ADVERTISEMENT

Ranbaxy drugs are 'safe and efficacious': South Africa

Generic drugs distributed in South Africa by Indian pharmaceutical giant Ranbaxy are "safe" and "efficacious", the country's regulator body said today, days after the beleaguered drug maker paid a fine of $500 million in the US for selling adulterated drugs there.

"We are confident that drugs currently on the market are safe, efficacious and of quality," Mandisa Hela, registrar of the South African Medicines Control Council (MCC), told a daily here.

Ms Hela said representatives from the regulator and those from the World Health Organisation, the UK Medicines and Healthcare Products Regulatory Agency and the Australian Therapeutic Goods Authority, had inspected Ranbaxy’s manufacturing sites and were satisfied that standards had improved.

The South African subsidiary of India's largest pharmaceutical company has also issued a similar statement, assuring the public that drugs manufactured locally are safe.

This assurance came after the drug maker paid a fine of $500 million in the US for falsifying data and selling sub-standard drugs manufactured at two of its plants in India.

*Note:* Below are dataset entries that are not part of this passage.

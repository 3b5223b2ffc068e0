// SPDX-FileCopyrightText: 2026 ArcheBase
//
// SPDX-License-Identifier: MulanPSL-2.0

//! Model kind discriminator.

use serde::{Deserialize, Serialize};

use super::error::{CodecError, Result};

/// The closed set of data model kinds.
///
/// The wire tag of each kind is its [`as_str`](ModelKind::as_str) name, written
/// as `model_kind` in container files and `kind` in compact payloads.
#[derive(Debug, Clone, Copy, PartialEq, Eq, Hash, PartialOrd, Ord, Serialize, Deserialize)]
pub enum ModelKind {
    /// Correlator output indexed by time, baseline, frequency, polarisation
    Visibility,
    /// Sky image with a world coordinate system
    Image,
    /// Gridded visibilities on a (u, v) plane
    GridData,
    /// A single sky brightness source
    SkyComponent,
    /// Antenna layout of an array
    Configuration,
    /// Per-antenna calibration solutions
    GainTable,
    /// Per-sample flags aligned with a Visibility
    FlagTable,
}

impl ModelKind {
    /// All kinds, in registration order.
    pub const ALL: [ModelKind; 7] = [
        ModelKind::Visibility,
        ModelKind::Image,
        ModelKind::GridData,
        ModelKind::SkyComponent,
        ModelKind::Configuration,
        ModelKind::GainTable,
        ModelKind::FlagTable,
    ];

    /// Wire tag.
    pub fn as_str(&self) -> &'static str {
        match self {
            ModelKind::Visibility => "Visibility",
            ModelKind::Image => "Image",
            ModelKind::GridData => "GridData",
            ModelKind::SkyComponent => "SkyComponent",
            ModelKind::Configuration => "Configuration",
            ModelKind::GainTable => "GainTable",
            ModelKind::FlagTable => "FlagTable",
        }
    }

    /// Parse a wire tag, failing with `UnknownModelKind`.
    pub fn parse(tag: &str) -> Result<Self> {
        tag.parse()
    }
}

impl std::str::FromStr for ModelKind {
    type Err = CodecError;

    fn from_str(s: &str) -> std::result::Result<Self, Self::Err> {
        ModelKind::ALL
            .iter()
            .copied()
            .find(|k| k.as_str() == s)
            .ok_or_else(|| CodecError::unknown_model_kind(s))
    }
}

impl std::fmt::Display for ModelKind {
    fn fmt(&self, f: &mut std::fmt::Formatter<'_>) -> std::fmt::Result {
        f.write_str(self.as_str())
    }
}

Ranbaxy USA had pleaded guilty to three felony counts under Federal Food Drug and Cosmetics Act (FDCA), and four felony counts of knowingly making materially false statements to the Food and Drug Administration (FDA).

In 2004, Ranbaxy, which was then in a partnership with South African manufacturer Adcock Ingram, said it was voluntarily withdrawing several AIDS drugs from the South African market, but it subsequently emerged that this had been an order from the MCC which was concerned about the potential risk of the drugs to the public.

Ms Hela told the daily that the MCC had inspected a clinical research organisation in India called Vimta Laboratories that did work for both Ranbaxy and rival generic manufacturer Cipla.

"There were areas that needed improvement and Ranbaxy was informed of them," she said, adding that the MCC had been told records of data that it requested from Vimta had been destroyed in a fire.

Ms Hela said the MCC subsequently re-evaluated Ranbaxy's local applications to register the drugs, and found "there were missing data, changes to dates in documentation and comparative data were not credible".

After the World Health Organisation (WHO) struck off several Ranbaxy generic AIDS drugs from its list of pre-approved medicines, the MCC cancelled the local registration of the drugs in October 2004 and ordered the company to recall the medicines.

Ms Hela said that in 2006, after the US FDA suspended imports from Ranbaxy's manufacturing site in Paonta Sahib in India, the MCC conducted its own random tests of Ranbaxy drugs sold in South Africa and found no critical deficiencies.

The generic drugs at issue were manufactured at Ranbaxy's facilities in Paonta Sahib and Dewas in India.

A series of inspections by other regulators in 2007 and 2008 found no further problems either.